Fast vierzig Jahre später, im Februar 2020, trifft Doris Metz, mittlerweile Autorin und Regisseurin von preisgekrönten Dokumentarfilmen wie dem FFF-geförderten Trans – I Got Life! die Filmemacherin Birgit Schulz während der Berlinale in einem Café am Alexanderplatz. Die beiden stellen fest, dass sie, wie so viele ihrer Generation, mal zur selben Zeit am selben Ort waren, damals, bei der in die Geschichte eingegangene Friedensdemo im Bonner Hofgarten. Sie sprechen über Petra Kelly, wie sie da so auf der Bühne stand und welche Bedeutung das für sie bis heute hat. Birgit Schulz, Geschäftsführerin der Kölner Bildersturm Filmproduktion und Autorin und Regisseurin von aufsehenerregenden Dokumentarfilmen wie Die Anwälte, schlägt Doris Metz vor, die Regie bei einem Kino-Dokumentarfilm über die Politikerin und Aktivistin zu übernehmen.

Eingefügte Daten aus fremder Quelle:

//! Feature detection.
//!
//! Builds a `Modernizr`-compatible detection script containing only the tests
//! the staged stylesheets and scripts actually use. Scripts reference a test
//! as `Modernizr.<name>`, stylesheets through the `.<name>` / `.no-<name>`
//! classes the script puts on the document element.

use std::collections::BTreeSet;
use std::fmt::Write;
use std::fs;
use std::sync::LazyLock;

use regex::Regex;

use crate::core::Environment;
use crate::engine::{Outcome, TaskResult};
use crate::io;

/// Known tests, by name, with the expression evaluating them in a browser.
/// `prop(name)` checks for a style property with or without vendor prefix.
static CATALOGUE: &[(&str, &str)] = &[
    ("backgroundsize", "prop('backgroundSize')"),
    ("borderradius", "prop('borderRadius')"),
    ("boxshadow", "prop('boxShadow')"),
    ("canvas", "!!document.createElement('canvas').getContext"),
    ("cssanimations", "prop('animationName')"),
    ("cssgrid", "prop('gridTemplateColumns')"),
    ("csstransforms", "prop('transform')"),
    ("csstransforms3d", "prop('perspective')"),
    ("csstransitions", "prop('transition')"),
    ("flexbox", "prop('flexBasis')"),
    ("flexwrap", "prop('flexWrap')"),
    ("history", "!!(window.history && history.pushState)"),
    (
        "inlinesvg",
        "(function () { var d = document.createElement('div'); d.innerHTML = '<svg/>'; \
         return (d.firstChild && d.firstChild.namespaceURI) == 'http://www.w3.org/2000/svg'; })()",
    ),
    ("json", "'JSON' in window && 'parse' in JSON"),
    (
        "localstorage",
        "(function () { try { localStorage.setItem('modernizr', 'x'); \
         localStorage.removeItem('modernizr'); return true; } catch (e) { return false; } })()",
    ),
    ("objectfit", "prop('objectFit')"),
    ("opacity", "prop('opacity')"),
    ("placeholder", "'placeholder' in document.createElement('input')"),
    (
        "sessionstorage",
        "(function () { try { sessionStorage.setItem('modernizr', 'x'); \
         sessionStorage.removeItem('modernizr'); return true; } catch (e) { return false; } })()",
    ),
    (
        "svg",
        "!!document.createElementNS && \
         !!document.createElementNS('http://www.w3.org/2000/svg', 'svg').createSVGRect",
    ),
    (
        "touchevents",
        "('ontouchstart' in window) || !!(window.DocumentTouch && document instanceof DocumentTouch)",
    ),
];

static SCRIPT_USE: LazyLock<Regex> = LazyLock::new(|| {
    Regex::new(r"\bModernizr\.([a-zA-Z][a-zA-Z0-9]*)")
        .unwrap_or_else(|e| panic!("invalid script pattern: {e}"))
});

static STYLE_USE: LazyLock<Regex> = LazyLock::new(|| {
    Regex::new(r"\.(?:no-)?([a-z][a-z0-9-]*)").unwrap_or_else(|e| panic!("invalid style pattern: {e}"))
});

/// Parts of a stylesheet that can hold dots without being a selector.
static STYLE_NOISE: LazyLock<Regex> = LazyLock::new(|| {
    Regex::new(r#"(?s)/\*.*?\*/|url\([^)]*\)|"(?:[^"\\]|\\.)*"|'(?:[^'\\]|\\.)*'"#)
        .unwrap_or_else(|e| panic!("invalid style noise pattern: {e}"))
});

fn lookup(name: &str) -> Option<&'static str> {
    CATALOGUE
        .iter()
        .find(|(known, _)| *known == name)
        .map(|(known, _)| *known)
}

/// Tests referenced by the given script and stylesheet sources.
pub fn referenced<S: AsRef<str>>(scripts: &[S], styles: &[S]) -> BTreeSet<&'static str> {
    let mut found = BTreeSet::new();

    for script in scripts {
        for caps in SCRIPT_USE.captures_iter(script.as_ref()) {
            if let Some(name) = caps.get(1).and_then(|m| lookup(m.as_str())) {
                found.insert(name);
            }
        }
    }

    for style in styles {
        let style = STYLE_NOISE.replace_all(style.as_ref(), " ");
        for caps in STYLE_USE.captures_iter(&style) {
            if let Some(name) = caps.get(1).and_then(|m| lookup(m.as_str())) {
                found.insert(name);
            }
        }
    }

    found
}

/// The detection script for a set of tests.
pub fn render(names: &BTreeSet<&'static str>) -> String {
    let list: Vec<_> = names.iter().copied().collect();

    let mut tests = String::new();
    for (name, expression) in CATALOGUE.iter().filter(|(name, _)| names.contains(name)) {
        let _ = writeln!(tests, "    {name}: function () {{ return {expression}; }},");
    }

    format!(
        r#"/*! canham feature detection: {list} */
;(function (window, document) {{
  var root = document.documentElement;
  var el = document.createElement('modernizr');
  function prop(name) {{
    var cap = name.charAt(0).toUpperCase() + name.slice(1);
    return [name, 'Webkit' + cap, 'Moz' + cap, 'ms' + cap].some(function (p) {{
      return p in el.style;
    }});
  }}
  var tests = {{
{tests}  }};
  var Modernizr = window.Modernizr || {{}};
  var classes = [];
  for (var name in tests) {{
    var ok = false;
    try {{ ok = !!tests[name](); }} catch (e) {{}}
    Modernizr[name] = ok;
    classes.push((ok ? '' : 'no-') + name);
  }}
  root.className = root.className.replace(/(^|\s)no-js(\s|$)/, '$1js$2') +
    (classes.length ? ' ' + classes.join(' ') : '');
  window.Modernizr = Modernizr;
}})(window, document);
"#,
        list = list.join(", "),
    )
}

/// Scan the staged output and write the tailored detection script.
pub fn build(env: &Environment) -> TaskResult {
    let staging = env.staging();
    let output = &env.config.features.output;

    let mut scripts = Vec::new();
    let mut styles = Vec::new();

    for rel in io::files(&staging)? {
        if &rel == output {
            continue;
        }
        match rel.extension() {
            Some("js") => scripts.push(fs::read_to_string(staging.join(&rel))?),
            Some("css") => styles.push(fs::read_to_string(staging.join(&rel))?),
            _ => {}
        }
    }

    let names = referenced(&scripts, &styles);
    tracing::info!(features = ?names, "building feature detection");

    io::write(staging.join(output), render(&names))?;
    Ok(Outcome::Done)
}

#[cfg(test)]
mod tests {
    use super::*;

    #[test]
    fn test_only_referenced_tests() {
        let scripts = ["if (Modernizr.touchevents) { init(); } Modernizr.unknownthing;"];
        let styles = [".no-flexbox .row { float: left; } .flexbox-item { order: 1; } .svg img {}"];

        let names = referenced(&scripts, &styles);
        assert_eq!(
            names.into_iter().collect::<Vec<_>>(),
            vec!["flexbox", "svg", "touchevents"]
        );
    }

    #[test]
    fn test_lookalike_classes_ignored() {
        let styles = [".flexbox-item {} .svgs {} a { transition: opacity 0.5s; }"];
        assert!(referenced::<&str>(&[], &styles).is_empty());
    }

    #[test]
    fn test_urls_strings_and_comments_ignored() {
        let styles = [
            ".logo { background: url(../images/logo.svg); }\n\
             .data { background: url(\"a.json\"); }\n\
             .icon::after { content: \"file.svg\"; }\n\
             /* see .flexbox below */ .grid { display: grid; }",
        ];
        assert!(referenced::<&str>(&[], &styles).is_empty());

        let styles = [".logo { background: url(a.svg) } .no-svg .logo { background: url(a.png) }"];
        assert_eq!(referenced::<&str>(&[], &styles), BTreeSet::from(["svg"]));
    }

    #[test]
    fn test_render_contains_only_selected() {
        let names = BTreeSet::from(["csstransforms", "history"]);
        let script = render(&names);

        assert!(script.contains("csstransforms: function"));
        assert!(script.contains("history: function"));
        assert!(!script.contains("flexbox"));
        assert!(!script.contains("touchevents"));
        assert!(script.contains("window.Modernizr = Modernizr;"));
    }

    #[test]
    fn test_render_empty() {
        let script = render(&BTreeSet::new());
        assert!(script.contains("var tests = {\n  };"));
    }
}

Dass eine Frau auf der Bühne steht und spricht, das kam in den damaligen Zeiten noch nicht so oft vor, erinnert sich Doris Metz bei einem Gespräch am Telefon. Und dann hat sie auch noch auf eine so besondere Weise gesprochen, glaubwürdig, modern, klar. „Sie hat jeden erreicht, man fühlte sich direkt angesprochen.“ Dass so viele Menschen, die sie kennt, an jenem Tag im Hofgarten waren, nicht nur Birgit Schulz, sondern etliche andere auch, ist für Doris Metz kein „Zufall“. Vielmehr habe Anlass und Organisation der Demonstration ihre Generation geprägt. So als sei es klar, dass auch neue Bekanntschaften gleichen Alters höchstwahrscheinlich damals dort waren.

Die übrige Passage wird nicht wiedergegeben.